Stored data entries
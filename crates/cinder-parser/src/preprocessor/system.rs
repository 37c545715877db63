//! System C Preprocessor Integration
//!
//! Runs the system C compiler in preprocess-only mode (`-w -E`) over a file
//! and returns the expanded text with line markers and leftover directives
//! removed.
//!
//! Invocations block until the compiler exits. There is no timeout, so a
//! hung compiler hangs the caller.

use once_cell::sync::Lazy;
use regex::Regex;
use std::path::{Path, PathBuf};
use std::process::{Command, Stdio};
use thiserror::Error;
use tracing::debug;

use super::macros::MacroDefinition;

static INCLUDE_LINE: Lazy<Regex> =
    Lazy::new(|| Regex::new(r"^\s*#\s*include\b").expect("include pattern is valid"));

/// Errors that can occur during preprocessing
#[derive(Debug, Error)]
pub enum PreprocessError {
    #[error("No C compiler found (tried {0})")]
    CompilerNotFound(String),

    #[error("Preprocessing failed: {diagnostic}")]
    Failed { diagnostic: String },

    #[error("IO error: {0}")]
    IoError(#[from] std::io::Error),

    #[error("Invalid source file: {0}")]
    InvalidSource(String),
}

impl From<PreprocessError> for cinder_core::Error {
    fn from(err: PreprocessError) -> Self {
        match err {
            PreprocessError::CompilerNotFound(tried) => cinder_core::Error::ToolchainNotFound(tried),
            PreprocessError::Failed { diagnostic } => cinder_core::Error::Preprocess { diagnostic },
            PreprocessError::IoError(e) => cinder_core::Error::Io(e),
            PreprocessError::InvalidSource(msg) => cinder_core::Error::Configuration(msg),
        }
    }
}

/// Compiler names probed when none is configured
const COMPILER_CANDIDATES: [&str; 3] = ["cc", "gcc", "clang"];

/// Locate a working C compiler.
///
/// A `preferred` path is used as-is when it answers `--version`; otherwise
/// the usual names are probed on `PATH`.
pub fn find_compiler(preferred: Option<&Path>) -> Result<PathBuf, PreprocessError> {
    let candidates: Vec<PathBuf> = match preferred {
        Some(path) => vec![path.to_path_buf()],
        None => COMPILER_CANDIDATES.iter().map(PathBuf::from).collect(),
    };

    for candidate in &candidates {
        if answers_version(candidate) {
            debug!("Found C compiler at: {:?}", candidate);
            return Ok(candidate.clone());
        }
    }

    let tried = candidates
        .iter()
        .map(|c| c.display().to_string())
        .collect::<Vec<_>>()
        .join(", ");
    Err(PreprocessError::CompilerNotFound(tried))
}

fn answers_version(compiler: &Path) -> bool {
    Command::new(compiler)
        .arg("--version")
        .stdout(Stdio::null())
        .stderr(Stdio::null())
        .status()
        .map(|s| s.success())
        .unwrap_or(false)
}

/// System preprocessor wrapper
#[derive(Debug, Clone)]
pub struct SystemPreprocessor {
    /// Path to the C compiler driver
    compiler: PathBuf,
}

impl SystemPreprocessor {
    /// Create a preprocessor with a specific compiler path
    pub fn with_path(compiler: PathBuf) -> Self {
        Self { compiler }
    }

    pub fn compiler(&self) -> &Path {
        &self.compiler
    }

    /// Preprocess a file, returning the cleaned expansion
    pub fn preprocess_file(
        &self,
        source_path: &Path,
        macros: &[MacroDefinition],
    ) -> Result<String, PreprocessError> {
        if !source_path.exists() {
            return Err(PreprocessError::InvalidSource(format!(
                "File not found: {:?}",
                source_path
            )));
        }

        let args = self.build_args(macros);
        debug!("Preprocessing {:?} with args: {:?}", source_path, args);

        let output = Command::new(&self.compiler)
            .args(&args)
            .arg(source_path)
            .stdin(Stdio::null())
            .stdout(Stdio::piped())
            .stderr(Stdio::piped())
            .output()?;

        if !output.status.success() {
            let mut diagnostic = String::from_utf8_lossy(&output.stderr).into_owned();
            diagnostic.push_str(&String::from_utf8_lossy(&output.stdout));
            return Err(PreprocessError::Failed {
                diagnostic: diagnostic.trim().to_string(),
            });
        }

        Ok(strip_directives(&String::from_utf8_lossy(&output.stdout)))
    }

    /// `-w -E` followed by one `-D` per macro, in order
    fn build_args(&self, macros: &[MacroDefinition]) -> Vec<String> {
        let mut args = vec!["-w".to_string(), "-E".to_string()];
        args.extend(macros.iter().map(MacroDefinition::to_arg));
        args
    }
}

/// Drop lines starting with `#` (line markers, pragmas), trim the rest
pub fn strip_directives(expanded: &str) -> String {
    expanded
        .lines()
        .filter(|line| !line.starts_with('#'))
        .map(str::trim)
        .collect::<Vec<_>>()
        .join("\n")
        .trim()
        .to_string()
}

/// Remove `#include` lines so synthesis only sees the unit's own code
pub fn strip_includes(source: &str) -> String {
    source
        .lines()
        .filter(|line| !INCLUDE_LINE.is_match(line))
        .map(str::trim)
        .collect::<Vec<_>>()
        .join("\n")
        .trim()
        .to_string()
}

THE TASK>
Each entry in the data must be copied exactly.

SOLUTION FOR THIS TASK>
filename crates/cinder-parser/src/preprocessor/system.rs
repository 37c545715877db63
//! System C Preprocessor Integration
//!
//! Runs the system C compiler in preprocess-only mode (`-w -E`) over a file
//! and returns the expanded text with line markers and leftover directives
//! removed.
//!
//! Invocations block until the compiler exits. There is no timeout, so a
//! hung compiler hangs the caller.

use once_cell::sync::Lazy;
use regex::Regex;
use std::path::{Path, PathBuf};
use std::process::{Command, Stdio};
use thiserror::Error;
use tracing::debug;

use super::macros::MacroDefinition;

static INCLUDE_LINE: Lazy<Regex> =
    Lazy::new(|| Regex::new(r"^\s*#\s*include\b").expect("include pattern is valid"));

/// Errors that can occur during preprocessing
#[derive(Debug, Error)]
pub enum PreprocessError {
    #[error("No C compiler found (tried {0})")]
    CompilerNotFound(String),

    #[error("Preprocessing failed: {diagnostic}")]
    Failed { diagnostic: String },

    #[error("IO error: {0}")]
    IoError(#[from] std::io::Error),

    #[error("Invalid source file: {0}")]
    InvalidSource(String),
}

impl From<PreprocessError> for cinder_core::Error {
    fn from(err: PreprocessError) -> Self {
        match err {
            PreprocessError::CompilerNotFound(tried) => cinder_core::Error::ToolchainNotFound(tried),
            PreprocessError::Failed { diagnostic } => cinder_core::Error::Preprocess { diagnostic },
            PreprocessError::IoError(e) => cinder_core::Error::Io(e),
            PreprocessError::InvalidSource(msg) => cinder_core::Error::Configuration(msg),
        }
    }
}

/// Compiler names probed when none is configured
const COMPILER_CANDIDATES: [&str; 3] = ["cc", "gcc", "clang"];

/// Locate a working C compiler.
///
/// A `preferred` path is used as-is when it answers `--version`; otherwise
/// the usual names are probed on `PATH`.
pub fn find_compiler(preferred: Option<&Path>) -> Result<PathBuf, PreprocessError> {
    let candidates: Vec<PathBuf> = match preferred {
        Some(path) => vec![path.to_path_buf()],
        None => COMPILER_CANDIDATES.iter().map(PathBuf::from).collect(),
    };

    for candidate in &candidates {
        if answers_version(candidate) {
            debug!("Found C compiler at: {:?}", candidate);
            return Ok(candidate.clone());
        }
    }

    let tried = candidates
        .iter()
        .map(|c| c.display().to_string())
        .collect::<Vec<_>>()
        .join(", ");
    Err(PreprocessError::CompilerNotFound(tried))
}

fn answers_version(compiler: &Path) -> bool {
    Command::new(compiler)
        .arg("--version")
        .stdout(Stdio::null())
        .stderr(Stdio::null())
        .status()
        .map(|s| s.success())
        .unwrap_or(false)
}

/// System preprocessor wrapper
#[derive(Debug, Clone)]
pub struct SystemPreprocessor {
    /// Path to the C compiler driver
    compiler: PathBuf,
}

impl SystemPreprocessor {
    /// Create a preprocessor with a specific compiler path
    pub fn with_path(compiler: PathBuf) -> Self {
        Self { compiler }
    }

    pub fn compiler(&self) -> &Path {
        &self.compiler
    }

    /// Preprocess a file, returning the cleaned expansion
    pub fn preprocess_file(
        &self,
        source_path: &Path,
        macros: &[MacroDefinition],
    ) -> Result<String, PreprocessError> {
        if !source_path.exists() {
            return Err(PreprocessError::InvalidSource(format!(
                "File not found: {:?}",
                source_path
            )));
        }

        let args = self.build_args(macros);
        debug!("Preprocessing {:?} with args: {:?}", source_path, args);

        let output = Command::new(&self.compiler)
            .args(&args)
            .arg(source_path)
            .stdin(Stdio::null())
            .stdout(Stdio::piped())
            .stderr(Stdio::piped())
            .output()?;

        if !output.status.success() {
            let mut diagnostic = String::from_utf8_lossy(&output.stderr).into_owned();
            diagnostic.push_str(&String::from_utf8_lossy(&output.stdout));
            return Err(PreprocessError::Failed {
                diagnostic: diagnostic.trim().to_string(),
            });
        }

        Ok(strip_directives(&String::from_utf8_lossy(&output.stdout)))
    }

    /// `-w -E` followed by one `-D` per macro, in order
    fn build_args(&self, macros: &[MacroDefinition]) -> Vec<String> {
        let mut args = vec!["-w".to_string(), "-E".to_string()];
        args.extend(macros.iter().map(MacroDefinition::to_arg));
        args
    }
}

/// Drop lines starting with `#` (line markers, pragmas), trim the rest
pub fn strip_directives(expanded: &str) -> String {
    expanded
        .lines()
        .filter(|line| !line.starts_with('#'))
        .map(str::trim)
        .collect::<Vec<_>>()
        .join("\n")
        .trim()
        .to_string()
}

/// Remove `#include` lines so synthesis only sees the unit's own code
pub fn strip_includes(source: &str) -> String {
    source
        .lines()
        .filter(|line| !INCLUDE_LINE.is_match(line))
        .map(str::trim)
        .collect::<Vec<_>>()
        .join("\n")
        .trim()
        .to_string()
}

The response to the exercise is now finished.